Security for the lender
When a lender lends you money, they’re taking a risk. Borrowing is a contract and you both have to agree to keep up your side of the deal (the lender to provide you with the money you’ve applied for, and you to repay it) but there’s always a risk you may not repay them.
Because of this, lenders try to limit the risk they’re taking in a number of different ways.
One way is to charge you for the money you’re borrowing. This is known as interest, and most forms of borrowing come with an interest rate.
With a loan, you agree the interest at the start of your agreement, and your repayments will include this. With a credit card, you also know the interest upfront, but if you clear your credit card balance in full within each month, you won’t have to pay any interest at all. Find out more about this here.
Generally speaking, credit cards and personal loans let you borrow relatively small sums of money (although it may not feel like a small sum to you). They are both unsecured forms of borrowing.
If you want to borrow more, say, to complete a big home improvement project, the lender may want to take more steps to reduce the risk they’re taking. They do this by using something of yours as security. If you stop making your repayments on the loan, you have not kept to your side of the agreement, which means the lender is legally able to take whatever you used as security away from you.
What can be used as security?
Among the best-known secured borrowing options is the homeowner loan. It’s called this because it’s only available to homeowners and is attached to your property (it’s also sometimes called a second-charge mortgage).
If you stop making your loan repayments, the lender is legally able to repossess your property. They will then sell it in order to get back the money you owe them.
But what about if you already have a mortgage attached to the property? In this case, the proceeds of the property sale would go first towards paying off your mortgage and then towards clearing your homeowner loan. Anything that’s left goes to you – but if there’s not enough to clear the loan, your lender can carry on chasing you for money.
It’s for this reason that you should think carefully before taking out a homeowner loan and be certain you can keep up with the repayments.
Your home is not the only thing you can use as security on a loan. A logbook loan is a loan that’s secured to your car. If you stop making repayments, the lender can repossess your vehicle.
There are also lenders out there who will offer you a loan secured against a different valuable item you own. This might be a designer watch, a painting, or a piece of jewellery. You may be more familiar with this type of lender when you hear its other name – a pawnbroker.
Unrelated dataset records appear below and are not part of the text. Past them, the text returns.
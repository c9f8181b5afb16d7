//! 封禁表
//!
//! 按键保存临时封禁记录。过期记录在读取时惰性删除，
//! 也可以通过 [`BanTable::purge_expired`] 批量清理。

use chrono::{DateTime, Utc};
use dashmap::DashMap;
use serde::{Deserialize, Serialize};
use tracing::debug;

/// 封禁记录
#[derive(Debug, Clone, PartialEq, Eq, Serialize, Deserialize)]
pub struct BanRecord {
    /// 封禁时间
    pub banned_at: DateTime<Utc>,
    /// 过期时间
    pub expires_at: DateTime<Utc>,
    /// 封禁原因
    pub reason: String,
}

impl BanRecord {
    /// 在给定时间是否仍然有效
    pub fn is_active(&self, now: DateTime<Utc>) -> bool {
        now < self.expires_at
    }
}

/// 封禁表
#[derive(Debug, Default)]
pub struct BanTable {
    records: DashMap<String, BanRecord>,
}

impl BanTable {
    pub fn new() -> Self {
        Self::default()
    }

    /// 封禁某个键，已有记录会被覆盖
    pub fn ban(
        &self,
        key: impl Into<String>,
        expires_at: DateTime<Utc>,
        reason: impl Into<String>,
        now: DateTime<Utc>,
    ) -> BanRecord {
        let record = BanRecord {
            banned_at: now,
            expires_at,
            reason: reason.into(),
        };
        self.records.insert(key.into(), record.clone());
        record
    }

    /// 查询有效的封禁记录，过期记录会被删除
    pub fn is_banned(&self, key: &str, now: DateTime<Utc>) -> Option<BanRecord> {
        if let Some(record) = self.records.get(key) {
            if record.is_active(now) {
                return Some(record.clone());
            }
        }

        // 释放读锁后再删除，避免同一分片上的死锁
        if self
            .records
            .remove_if(key, |_, record| !record.is_active(now))
            .is_some()
        {
            debug!(key, "封禁已过期，移除记录");
        }
        None
    }

    /// 解除封禁，返回是否存在记录
    pub fn unban(&self, key: &str) -> bool {
        self.records.remove(key).is_some()
    }

    /// 清理所有过期记录，返回清理数量
    pub fn purge_expired(&self, now: DateTime<Utc>) -> usize {
        let before = self.records.len();
        self.records.retain(|_, record| record.is_active(now));
        before.saturating_sub(self.records.len())
    }

    /// 当前记录数（可能包含尚未清理的过期记录）
    pub fn len(&self) -> usize {
        self.records.len()
    }

    pub fn is_empty(&self) -> bool {
        self.records.is_empty()
    }
}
A pawnbroker may offer you the choice of either selling your valuables for cash or using them as security for a loan. With the latter option, you will be given a time in which you must repay the loan and if you don’t they may sell your item.
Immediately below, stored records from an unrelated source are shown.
//! The core `CoordinateSystem` trait and `dyn CoordinateSystem` downcast support.

use crate::error::SpaceError;
use glam::Vec3;
use smallvec::SmallVec;
use std::any::Any;
use tactica_core::{Footprint, GridPos, Layer, LayerElevations, Topology};

/// Largest supported side length.
///
/// Keeps linear indices, weighted distances and scaled range scores inside
/// `i32` arithmetic without overflow checks.
pub const MAX_DIM: u32 = 1 << 15;

/// Topology-agnostic coordinate math for a bounded board.
///
/// Occupancy, movement, highlighting and cursor queries all go through this
/// trait. [`SquareGrid`](crate::SquareGrid) and [`HexGrid`](crate::HexGrid)
/// implement it.
///
/// # Object Safety
///
/// Designed for use as `dyn CoordinateSystem`. Use
/// [`downcast_ref`](dyn CoordinateSystem::downcast_ref) to reach
/// backend-specific helpers such as hex lines and rings.
///
/// # Bounds
///
/// Out-of-bounds coordinates are never an error: queries answer `false`,
/// `None` or simply skip them.
pub trait CoordinateSystem: Any + Send + Sync + 'static {
    /// Which topology this backend implements.
    fn topology(&self) -> Topology;

    /// Extent along `x` (or axial `q`).
    fn width(&self) -> u32;

    /// Extent along `y` (or axial `r`).
    fn height(&self) -> u32;

    /// World distance between adjacent cell centres.
    fn spacing(&self) -> f32;

    /// Per-layer world heights.
    fn elevations(&self) -> &LayerElevations;

    /// Total number of cells.
    fn cell_count(&self) -> usize {
        self.width() as usize * self.height() as usize
    }

    /// `true` iff `0 <= x < width` and `0 <= y < height`.
    fn in_bounds(&self, p: GridPos) -> bool {
        p.x >= 0 && p.y >= 0 && (p.x as u32) < self.width() && (p.y as u32) < self.height()
    }

    /// Linear index of an in-bounds cell, `None` otherwise.
    fn to_index(&self, p: GridPos) -> Option<usize>;

    /// Inverse of [`to_index`](Self::to_index).
    fn from_index(&self, index: usize) -> Option<GridPos>;

    /// Adjacent coordinates in a fixed backend-defined order, without
    /// bounds clipping.
    fn neighbours(&self, p: GridPos) -> SmallVec<[GridPos; 8]>;

    /// [`neighbours`](Self::neighbours) restricted to the board.
    fn neighbours_in_bounds(&self, p: GridPos) -> SmallVec<[GridPos; 8]> {
        self.neighbours(p)
            .into_iter()
            .filter(|&n| self.in_bounds(n))
            .collect()
    }

    /// Path-cost distance between two cells.
    ///
    /// Square boards use the weighted octile metric (10 per straight step,
    /// 14 per diagonal); hex boards use cube distance in steps.
    fn distance(&self, a: GridPos, b: GridPos) -> u32;

    /// In-bounds anchors reachable within `range` movement points, centre
    /// included.
    fn movement_reach(&self, center: GridPos, range: u32) -> Vec<GridPos>;

    /// World position of a single cell's centre on `layer`.
    fn grid_to_world(&self, p: GridPos, layer: Layer) -> Vec3;

    /// World position for a unit anchored at `anchor`.
    ///
    /// Defaults to the anchor cell's centre; square boards centre the point
    /// on the whole footprint.
    fn anchor_to_world(&self, anchor: GridPos, footprint: Footprint, layer: Layer) -> Vec3 {
        let _ = footprint;
        self.grid_to_world(anchor, layer)
    }

    /// Nearest coordinate to a world point, ignoring its height. May be out
    /// of bounds.
    fn world_to_grid(&self, world: Vec3) -> GridPos;

    /// The cell under a world point, if it lies on the board.
    fn cell_at(&self, world: Vec3) -> Option<GridPos> {
        Some(self.world_to_grid(world)).filter(|&p| self.in_bounds(p))
    }

    /// All cells in linear-index order.
    fn canonical_ordering(&self) -> Vec<GridPos> {
        (0..self.cell_count())
            .filter_map(|i| self.from_index(i))
            .collect()
    }
}

impl dyn CoordinateSystem {
    /// Attempt to downcast a trait object to a concrete backend.
    pub fn downcast_ref<T: CoordinateSystem>(&self) -> Option<&T> {
        (self as &dyn Any).downcast_ref::<T>()
    }
}

/// Shared constructor validation for every backend.
pub(crate) fn check_dimensions(
    width: u32,
    height: u32,
    spacing: f32,
    elevations: &LayerElevations,
) -> Result<(), SpaceError> {
    if width == 0 || height == 0 {
        return Err(SpaceError::EmptySpace);
    }
    for (name, value) in [("width", width), ("height", height)] {
        if value > MAX_DIM {
            return Err(SpaceError::DimensionTooLarge {
                name,
                value,
                max: MAX_DIM,
            });
        }
    }
    if !spacing.is_finite() || spacing <= 0.0 {
        return Err(SpaceError::InvalidSpacing { value: spacing });
    }
    if !elevations.is_finite() {
        return Err(SpaceError::NonFiniteElevation);
    }
    Ok(())
}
You must think very carefully before applying for a secured loan. Whichever type you choose, something you own will act as security and if you don’t keep up with your repayments, you risk losing it. This could put you in a particularly difficult situation if it’s your home or car that’s at risk.
However, providing you only borrow what you can afford and never miss a payment, a secured loan could provide you with the money you need and a way to pay it back in affordable instalments.